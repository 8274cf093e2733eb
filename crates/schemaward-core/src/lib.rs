//! schemaward-core: Shared types, configuration, and reconciliation logic.
//!
//! This crate provides the foundations used by every schemaward component:
//! - Policy entry types (Index, Trigger, Constraint, Authorizer)
//! - The generic collection reconciler (upsert / remove / find)
//! - Session configuration and credential sources
//! - Common error types

pub mod config;
pub mod error;
pub mod reconcile;
pub mod types;

pub use config::{CredentialSource, SessionConfig};
pub use error::{CoreError, ValidationError};
pub use reconcile::RemovalOrder;
pub use types::{Authorizer, Constraint, Index, NamedEntry, Policy, PolicyKind, Trigger};
//! Policy manifests: the operator's declared state.
//!
//! ```toml
//! [[index]]
//! name = "users_by_email"
//! gtype = "user"
//! expression = "has(this.attributes.email)"
//! target_docs = true
//! target_connections = false
//!
//! [[authorizer]]
//! name = "admins_only"
//! method = "/api.DatabaseService/SetIndexes"
//! expression = "this.user.attributes.roles.exists(r, r == 'admin')"
//! target_requests = true
//! target_responses = false
//! ```

use std::path::Path;

use schemaward_core::types::validate_batch;
use schemaward_core::{Authorizer, Constraint, Index, PolicyKind, Trigger};
use serde::{Deserialize, Serialize};

use crate::error::{CliError, Result};

#[derive(Debug, Clone, Default, PartialEq, Serialize, Deserialize)]
#[serde(deny_unknown_fields)]
pub struct Manifest {
    #[serde(default, rename = "index", skip_serializing_if = "Vec::is_empty")]
    pub indexes: Vec<Index>,

    #[serde(default, rename = "trigger", skip_serializing_if = "Vec::is_empty")]
    pub triggers: Vec<Trigger>,

    #[serde(default, rename = "constraint", skip_serializing_if = "Vec::is_empty")]
    pub constraints: Vec<Constraint>,

    #[serde(default, rename = "authorizer", skip_serializing_if = "Vec::is_empty")]
    pub authorizers: Vec<Authorizer>,
}

impl Manifest {
    /// Read, parse, and validate a manifest file.
    pub fn load(path: &Path) -> Result<Self> {
        let text = std::fs::read_to_string(path)?;
        let manifest = Self::parse(&text).map_err(|e| match e {
            CliError::Manifest { reason, .. } => CliError::Manifest {
                path: path.display().to_string(),
                reason,
            },
            other => other,
        })?;
        tracing::debug!(path = %path.display(), entries = manifest.len(), "Manifest loaded");
        Ok(manifest)
    }

    /// Parse and validate manifest text.
    pub fn parse(text: &str) -> Result<Self> {
        let manifest: Manifest = toml::from_str(text).map_err(|e| CliError::Manifest {
            path: "<inline>".to_string(),
            reason: e.to_string(),
        })?;
        manifest.validate()?;
        Ok(manifest)
    }

    /// Reject empty required fields and names repeated within one kind.
    pub fn validate(&self) -> Result<()> {
        validate_batch(&self.indexes)?;
        validate_batch(&self.triggers)?;
        validate_batch(&self.constraints)?;
        validate_batch(&self.authorizers)?;
        Ok(())
    }

    pub fn len(&self) -> usize {
        self.indexes.len() + self.triggers.len() + self.constraints.len() + self.authorizers.len()
    }

    pub fn is_empty(&self) -> bool {
        self.len() == 0
    }

    /// Kinds with at least one declared entry.
    pub fn declared_kinds(&self) -> Vec<PolicyKind> {
        PolicyKind::ALL
            .into_iter()
            .filter(|kind| match kind {
                PolicyKind::Index => !self.indexes.is_empty(),
                PolicyKind::Trigger => !self.triggers.is_empty(),
                PolicyKind::Constraint => !self.constraints.is_empty(),
                PolicyKind::Authorizer => !self.authorizers.is_empty(),
            })
            .collect()
    }

    /// Render as manifest TOML.
    pub fn to_toml(&self) -> Result<String> {
        toml::to_string(self).map_err(|e| CliError::Serialization(e.to_string()))
    }
}
//! schemaward-cli: Declarative front-end for the remote policy schema.
//!
//! Reads a manifest of declared indexes, triggers, constraints, and
//! authorizers, validates it, and drives one resource controller per kind.

pub mod apply;
pub mod error;
pub mod manifest;
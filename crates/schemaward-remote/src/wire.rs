//! The remote service's representation of the schema aggregate.
//!
//! Field names follow the service, not the caller-facing declarations:
//! a remote index says `docs`/`connections` where a declared index says
//! `target_docs`/`target_connections`.

use schemaward_core::{NamedEntry, PolicyKind};
use serde::{Deserialize, Serialize};

/// Snapshot of all four policy collections, fetched as one unit.
#[derive(Debug, Clone, Default, PartialEq, Eq, Serialize, Deserialize)]
pub struct SchemaAggregate {
    #[serde(default)]
    pub indexes: Vec<RemoteIndex>,
    #[serde(default)]
    pub triggers: Vec<RemoteTrigger>,
    #[serde(default)]
    pub constraints: Vec<RemoteConstraint>,
    #[serde(default)]
    pub authorizers: Vec<RemoteAuthorizer>,
}

#[derive(Debug, Clone, Default, PartialEq, Eq, Serialize, Deserialize)]
pub struct RemoteIndex {
    pub name: String,
    #[serde(default)]
    pub gtype: String,
    #[serde(default)]
    pub expression: String,
    #[serde(default)]
    pub docs: bool,
    #[serde(default)]
    pub connections: bool,
}

#[derive(Debug, Clone, Default, PartialEq, Eq, Serialize, Deserialize)]
pub struct RemoteTrigger {
    pub name: String,
    #[serde(default)]
    pub gtype: String,
    #[serde(default)]
    pub expression: String,
    #[serde(default)]
    pub trigger: String,
    #[serde(default)]
    pub target_docs: bool,
    #[serde(default)]
    pub target_connections: bool,
}

#[derive(Debug, Clone, Default, PartialEq, Eq, Serialize, Deserialize)]
pub struct RemoteConstraint {
    pub name: String,
    #[serde(default)]
    pub gtype: String,
    #[serde(default)]
    pub expression: String,
    #[serde(default)]
    pub target_docs: bool,
    #[serde(default)]
    pub target_connections: bool,
}

#[derive(Debug, Clone, Default, PartialEq, Eq, Serialize, Deserialize)]
pub struct RemoteAuthorizer {
    pub name: String,
    #[serde(default)]
    pub method: String,
    #[serde(default)]
    pub expression: String,
    #[serde(default)]
    pub target_requests: bool,
    #[serde(default)]
    pub target_responses: bool,
}

impl NamedEntry for RemoteIndex {
    fn name(&self) -> &str {
        &self.name
    }
}

impl NamedEntry for RemoteTrigger {
    fn name(&self) -> &str {
        &self.name
    }
}

impl NamedEntry for RemoteConstraint {
    fn name(&self) -> &str {
        &self.name
    }
}

impl NamedEntry for RemoteAuthorizer {
    fn name(&self) -> &str {
        &self.name
    }
}

/// A full replacement for exactly one collection.
///
/// Serializes as `{"<collection>": [...]}`, the write-back request body.
#[derive(Debug, Clone, PartialEq, Eq, Serialize, Deserialize)]
#[serde(rename_all = "lowercase")]
pub enum CollectionUpdate {
    Indexes(Vec<RemoteIndex>),
    Triggers(Vec<RemoteTrigger>),
    Constraints(Vec<RemoteConstraint>),
    Authorizers(Vec<RemoteAuthorizer>),
}

impl CollectionUpdate {
    pub fn kind(&self) -> PolicyKind {
        match self {
            Self::Indexes(_) => PolicyKind::Index,
            Self::Triggers(_) => PolicyKind::Trigger,
            Self::Constraints(_) => PolicyKind::Constraint,
            Self::Authorizers(_) => PolicyKind::Authorizer,
        }
    }

    pub fn len(&self) -> usize {
        match self {
            Self::Indexes(v) => v.len(),
            Self::Triggers(v) => v.len(),
            Self::Constraints(v) => v.len(),
            Self::Authorizers(v) => v.len(),
        }
    }

    pub fn is_empty(&self) -> bool {
        self.len() == 0
    }

    /// Apply this replacement to a local aggregate.
    pub fn apply_to(self, aggregate: &mut SchemaAggregate) {
        match self {
            Self::Indexes(v) => aggregate.indexes = v,
            Self::Triggers(v) => aggregate.triggers = v,
            Self::Constraints(v) => aggregate.constraints = v,
            Self::Authorizers(v) => aggregate.authorizers = v,
        }
    }
}
use thiserror::Error;

use crate::types::PolicyKind;

/// Top-level error type for schemaward-core.
#[derive(Error, Debug)]
pub enum CoreError {
    #[error("Configuration error: {0}")]
    Config(String),

    #[error("Validation error: {0}")]
    Validation(#[from] ValidationError),
}

impl From<config::ConfigError> for CoreError {
    fn from(e: config::ConfigError) -> Self {
        Self::Config(e.to_string())
    }
}

/// A declared entry rejected before it reaches the reconciler.
#[derive(Error, Debug, Clone, PartialEq, Eq)]
pub enum ValidationError {
    #[error("{kind} entry has an empty name")]
    EmptyName { kind: PolicyKind },

    #[error("{kind} '{name}': field '{field}' must not be empty")]
    EmptyField {
        kind: PolicyKind,
        name: String,
        field: &'static str,
    },

    #[error("{kind} '{name}' is declared more than once")]
    DuplicateName { kind: PolicyKind, name: String },
}

pub type Result<T> = std::result::Result<T, CoreError>;
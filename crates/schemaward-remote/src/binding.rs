//! Mapping between declared policies and their remote collections.

use std::fmt;

use schemaward_core::{Authorizer, Constraint, Index, NamedEntry, Policy, Trigger};

use crate::wire::{
    CollectionUpdate, RemoteAuthorizer, RemoteConstraint, RemoteIndex, RemoteTrigger,
    SchemaAggregate,
};

/// Binds a declared policy kind to its collection in the aggregate.
pub trait PolicyBinding: Policy {
    type Remote: NamedEntry + Clone + fmt::Debug + Send + Sync;

    /// Take this kind's collection out of a fetched aggregate.
    fn collection(aggregate: SchemaAggregate) -> Vec<Self::Remote>;

    /// Wrap a full collection for write-back.
    fn replacement(entries: Vec<Self::Remote>) -> CollectionUpdate;

    fn to_remote(&self) -> Self::Remote;

    fn from_remote(remote: &Self::Remote) -> Self;
}

impl PolicyBinding for Index {
    type Remote = RemoteIndex;

    fn collection(aggregate: SchemaAggregate) -> Vec<RemoteIndex> {
        aggregate.indexes
    }

    fn replacement(entries: Vec<RemoteIndex>) -> CollectionUpdate {
        CollectionUpdate::Indexes(entries)
    }

    fn to_remote(&self) -> RemoteIndex {
        RemoteIndex {
            name: self.name.clone(),
            gtype: self.gtype.clone(),
            expression: self.expression.clone(),
            docs: self.target_docs,
            connections: self.target_connections,
        }
    }

    fn from_remote(remote: &RemoteIndex) -> Self {
        Self {
            name: remote.name.clone(),
            gtype: remote.gtype.clone(),
            expression: remote.expression.clone(),
            target_docs: remote.docs,
            target_connections: remote.connections,
        }
    }
}

impl PolicyBinding for Trigger {
    type Remote = RemoteTrigger;

    fn collection(aggregate: SchemaAggregate) -> Vec<RemoteTrigger> {
        aggregate.triggers
    }

    fn replacement(entries: Vec<RemoteTrigger>) -> CollectionUpdate {
        CollectionUpdate::Triggers(entries)
    }

    fn to_remote(&self) -> RemoteTrigger {
        RemoteTrigger {
            name: self.name.clone(),
            gtype: self.gtype.clone(),
            expression: self.expression.clone(),
            trigger: self.trigger.clone(),
            target_docs: self.target_docs,
            target_connections: self.target_connections,
        }
    }

    fn from_remote(remote: &RemoteTrigger) -> Self {
        Self {
            name: remote.name.clone(),
            gtype: remote.gtype.clone(),
            expression: remote.expression.clone(),
            trigger: remote.trigger.clone(),
            target_docs: remote.target_docs,
            target_connections: remote.target_connections,
        }
    }
}

impl PolicyBinding for Constraint {
    type Remote = RemoteConstraint;

    fn collection(aggregate: SchemaAggregate) -> Vec<RemoteConstraint> {
        aggregate.constraints
    }

    fn replacement(entries: Vec<RemoteConstraint>) -> CollectionUpdate {
        CollectionUpdate::Constraints(entries)
    }

    fn to_remote(&self) -> RemoteConstraint {
        RemoteConstraint {
            name: self.name.clone(),
            gtype: self.gtype.clone(),
            expression: self.expression.clone(),
            target_docs: self.target_docs,
            target_connections: self.target_connections,
        }
    }

    fn from_remote(remote: &RemoteConstraint) -> Self {
        Self {
            name: remote.name.clone(),
            gtype: remote.gtype.clone(),
            expression: remote.expression.clone(),
            target_docs: remote.target_docs,
            target_connections: remote.target_connections,
        }
    }
}

impl PolicyBinding for Authorizer {
    type Remote = RemoteAuthorizer;

    fn collection(aggregate: SchemaAggregate) -> Vec<RemoteAuthorizer> {
        aggregate.authorizers
    }

    fn replacement(entries: Vec<RemoteAuthorizer>) -> CollectionUpdate {
        CollectionUpdate::Authorizers(entries)
    }

    fn to_remote(&self) -> RemoteAuthorizer {
        RemoteAuthorizer {
            name: self.name.clone(),
            method: self.method.clone(),
            expression: self.expression.clone(),
            target_requests: self.target_requests,
            target_responses: self.target_responses,
        }
    }

    fn from_remote(remote: &RemoteAuthorizer) -> Self {
        Self {
            name: remote.name.clone(),
            method: remote.method.clone(),
            expression: remote.expression.clone(),
            target_requests: remote.target_requests,
            target_responses: remote.target_responses,
        }
    }
}
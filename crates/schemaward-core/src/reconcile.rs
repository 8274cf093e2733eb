//! Collection reconciliation.
//!
//! Pure functions computing the full replacement state of one named
//! collection. The remote service only accepts whole-collection writes, so
//! every mutation here returns the complete new collection rather than a
//! patch. Entry names are unique after every call.

use serde::{Deserialize, Serialize};

use crate::types::NamedEntry;

/// How `remove` closes the gap left by a deleted entry.
#[derive(Debug, Clone, Copy, Default, PartialEq, Eq, Serialize, Deserialize)]
#[serde(rename_all = "lowercase")]
pub enum RemovalOrder {
    /// Move the last entry into the vacated slot. Remaining order changes.
    #[default]
    Swap,
    /// Shift later entries down by one. Remaining order is preserved.
    Stable,
}

/// Position of the first entry named `name`.
pub fn position<T: NamedEntry>(collection: &[T], name: &str) -> Option<usize> {
    collection.iter().position(|e| e.name() == name)
}

/// True iff any entry is named `name`.
pub fn exists<T: NamedEntry>(collection: &[T], name: &str) -> bool {
    position(collection, name).is_some()
}

/// The entry named `name`, if present.
pub fn find<'a, T: NamedEntry>(collection: &'a [T], name: &str) -> Option<&'a T> {
    collection.iter().find(|e| e.name() == name)
}

/// Insert `desired`, or fully replace the entry sharing its name.
///
/// Replacement is whole-entry: nothing from the previous entry survives.
/// New names are appended; the relative order of other entries is kept.
pub fn upsert<T: NamedEntry>(mut collection: Vec<T>, desired: T) -> Vec<T> {
    match position(&collection, desired.name()) {
        Some(i) => {
            let name = desired.name().to_string();
            collection[i] = desired;
            // Later copies can only come from a server that broke uniqueness.
            let mut kept = false;
            collection.retain(|e| {
                if e.name() != name {
                    return true;
                }
                let keep = !kept;
                kept = true;
                keep
            });
        }
        None => collection.push(desired),
    }
    collection
}

/// Remove the entry named `name`. Absent names are a no-op.
pub fn remove<T: NamedEntry>(mut collection: Vec<T>, name: &str, order: RemovalOrder) -> Vec<T> {
    if let Some(i) = position(&collection, name) {
        match order {
            RemovalOrder::Swap => {
                collection.swap_remove(i);
            }
            RemovalOrder::Stable => {
                collection.remove(i);
            }
        }
    }
    collection
}
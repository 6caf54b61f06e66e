use glam::{Mat3, Vec2, Vec3};
use std::fmt;

/// A 2D position on the ground plane, in meters.
pub type Position2D = Vec2;

/// Device-to-world rotation as a 3x3 matrix.
#[derive(Debug, Clone, Copy, PartialEq)]
pub struct Rotation(pub Mat3);

impl Rotation {
    pub const IDENTITY: Self = Self(Mat3::IDENTITY);

    /// Map a device-frame vector into the world frame.
    pub fn rotate(&self, v: Vec3) -> Vec3 {
        self.0 * v
    }
}

impl Default for Rotation {
    fn default() -> Self {
        Self::IDENTITY
    }
}

/// One linear-acceleration reading with gravity already removed.
#[derive(Debug, Clone, Copy)]
pub struct MotionSample {
    /// Monotonic sensor clock, nanoseconds.
    pub timestamp_nanos: i64,
    /// Device-frame acceleration (m/s^2).
    pub accel: Vec3,
}

/// Dead-reckoned position and velocity on the ground plane.
#[derive(Debug, Clone, Copy, Default, PartialEq)]
pub struct KinematicState {
    pub position: Vec2,
    pub velocity: Vec2,
}

/// Absolute pose reported by the visual-inertial tracker.
#[derive(Debug, Clone, Copy, PartialEq)]
pub struct AbsolutePose {
    /// World translation (meters). X/Z span the ground plane, Y is height.
    pub translation: Vec3,
    /// Whether the tracker considers this sample usable.
    pub trackable: bool,
}

/// Tracker self-reported state, mirroring the usual AR session states.
#[derive(Debug, Clone, Copy, PartialEq, Eq)]
pub enum TrackingState {
    Tracking,
    Paused,
    Stopped,
}

impl TrackingState {
    pub fn is_tracking(self) -> bool {
        self == TrackingState::Tracking
    }
}

impl fmt::Display for TrackingState {
    fn fmt(&self, f: &mut fmt::Formatter<'_>) -> fmt::Result {
        let name = match self {
            TrackingState::Tracking => "TRACKING",
            TrackingState::Paused => "PAUSED",
            TrackingState::Stopped => "STOPPED",
        };
        f.write_str(name)
    }
}

/// One per-frame update from the pose source.
#[derive(Debug, Clone, Copy, PartialEq)]
pub struct PoseFrame {
    pub timestamp_nanos: i64,
    pub tracking: TrackingState,
    pub pose: AbsolutePose,
}

impl PoseFrame {
    pub fn new(timestamp_nanos: i64, tracking: TrackingState, translation: Vec3) -> Self {
        Self {
            timestamp_nanos,
            tracking,
            pose: AbsolutePose {
                translation,
                trackable: tracking.is_tracking(),
            },
        }
    }
}

/// Motion sensor channels carried by the feed.
#[derive(Debug, Clone, Copy, PartialEq, Eq)]
pub enum SensorType {
    /// Orientation as a rotation vector (quaternion x, y, z and optionally w).
    RotationVector,
    /// Acceleration with gravity removed, device frame.
    LinearAcceleration,
}

/// A raw sensor callback: timestamp, channel, and the channel's values.
#[derive(Debug, Clone, PartialEq)]
pub struct SensorEvent {
    pub timestamp_nanos: i64,
    pub sensor: SensorType,
    pub values: Vec<f32>,
}

/// Everything the companion device can send.
#[derive(Debug, Clone, PartialEq)]
pub enum FeedMessage {
    Sensor(SensorEvent),
    Pose(PoseFrame),
}
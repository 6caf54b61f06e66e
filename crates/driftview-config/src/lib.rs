mod types;

pub use types::*;

use anyhow::Result;
use std::path::PathBuf;
use tracing::info;

/// Returns the config directory: <config_dir>/driftview/
pub fn config_dir() -> Result<PathBuf> {
    let dir = dirs::config_dir()
        .ok_or_else(|| anyhow::anyhow!("Could not determine config directory"))?
        .join("driftview");
    std::fs::create_dir_all(&dir)?;
    Ok(dir)
}

/// Returns the config file path: <config_dir>/driftview/config.toml
pub fn config_path() -> Result<PathBuf> {
    Ok(config_dir()?.join("config.toml"))
}

/// Load config from disk, or return default if not found.
pub fn load_config() -> Result<AppConfig> {
    let path = config_path()?;
    if path.exists() {
        let contents = std::fs::read_to_string(&path)?;
        let config = parse_config(&contents)?;
        info!(?path, "Loaded config");
        Ok(config)
    } else {
        info!("No config found, using defaults");
        Ok(AppConfig::default())
    }
}

/// Save config to disk.
pub fn save_config(config: &AppConfig) -> Result<()> {
    let path = config_path()?;
    let contents = toml::to_string_pretty(config)?;
    std::fs::write(&path, contents)?;
    info!(?path, "Saved config");
    Ok(())
}

/// Parse a TOML document into a config, filling omitted fields with defaults.
pub fn parse_config(contents: &str) -> Result<AppConfig> {
    let mut config: AppConfig = toml::from_str(contents)?;
    config.viewport.initial_scale = clamp_scale(config.viewport.initial_scale);
    Ok(config)
}

#[cfg(test)]
mod tests {
    use super::*;

    #[test]
    fn empty_document_yields_defaults() {
        let config = parse_config("").unwrap();
        assert_eq!(config.feed.address, "127.0.0.1:5760");
        assert_eq!(config.viewport.initial_scale, 50.0);
        assert_eq!(config.render.path_stroke_px, 5.0);
    }

    #[test]
    fn partial_sections_keep_other_defaults() {
        let config = parse_config(
            r#"
            [feed]
            address = "192.168.1.20:9000"
            "#,
        )
        .unwrap();
        assert_eq!(config.feed.address, "192.168.1.20:9000");
        assert_eq!(config.feed.connect_timeout_ms, 3000);
        assert_eq!(config.render.grid_stroke_px, 2.0);
    }

    #[test]
    fn out_of_range_scale_is_clamped_on_load() {
        let config = parse_config("[viewport]\ninitial_scale = 10000.0\n").unwrap();
        assert_eq!(config.viewport.initial_scale, MAX_SCALE);

        let config = parse_config("[viewport]\ninitial_scale = 0.5\n").unwrap();
        assert_eq!(config.viewport.initial_scale, MIN_SCALE);
    }

    #[test]
    fn nan_scale_falls_back_to_default() {
        let config = parse_config("[viewport]\ninitial_scale = nan\n").unwrap();
        assert_eq!(config.viewport.initial_scale, DEFAULT_SCALE);

        let config = parse_config("[viewport]\ninitial_scale = inf\n").unwrap();
        assert_eq!(config.viewport.initial_scale, MAX_SCALE);
    }

    #[test]
    fn config_survives_toml_round_trip() {
        let mut config = AppConfig::default();
        config.viewport.initial_scale = 120.0;
        let text = toml::to_string_pretty(&config).unwrap();
        let parsed = parse_config(&text).unwrap();
        assert_eq!(parsed.viewport.initial_scale, 120.0);
        assert_eq!(parsed.render.inertial_color, config.render.inertial_color);
    }

    #[test]
    fn malformed_document_is_an_error() {
        assert!(parse_config("[feed\naddress = 3").is_err());
    }
}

□ □ □

WHAT IS EXPECTED:
Print only what lies in the material above starting at the line with "by the feed." and ending at the line with "if not found.", every line exactly as given.

ANSWER BELOW:
/// Motion sensor channels carried by the feed.
#[derive(Debug, Clone, Copy, PartialEq, Eq)]
pub enum SensorType {
    /// Orientation as a rotation vector (quaternion x, y, z and optionally w).
    RotationVector,
    /// Acceleration with gravity removed, device frame.
    LinearAcceleration,
}

/// A raw sensor callback: timestamp, channel, and the channel's values.
#[derive(Debug, Clone, PartialEq)]
pub struct SensorEvent {
    pub timestamp_nanos: i64,
    pub sensor: SensorType,
    pub values: Vec<f32>,
}

/// Everything the companion device can send.
#[derive(Debug, Clone, PartialEq)]
pub enum FeedMessage {
    Sensor(SensorEvent),
    Pose(PoseFrame),
}
repository 6caf54b61f06e66e
filename crates/driftview-config/src/lib.rs
mod types;

pub use types::*;

use anyhow::Result;
use std::path::PathBuf;
use tracing::info;

/// Returns the config directory: <config_dir>/driftview/
pub fn config_dir() -> Result<PathBuf> {
    let dir = dirs::config_dir()
        .ok_or_else(|| anyhow::anyhow!("Could not determine config directory"))?
        .join("driftview");
    std::fs::create_dir_all(&dir)?;
    Ok(dir)
}

/// Returns the config file path: <config_dir>/driftview/config.toml
pub fn config_path() -> Result<PathBuf> {
    Ok(config_dir()?.join("config.toml"))
}

/// Load config from disk, or return default if not found.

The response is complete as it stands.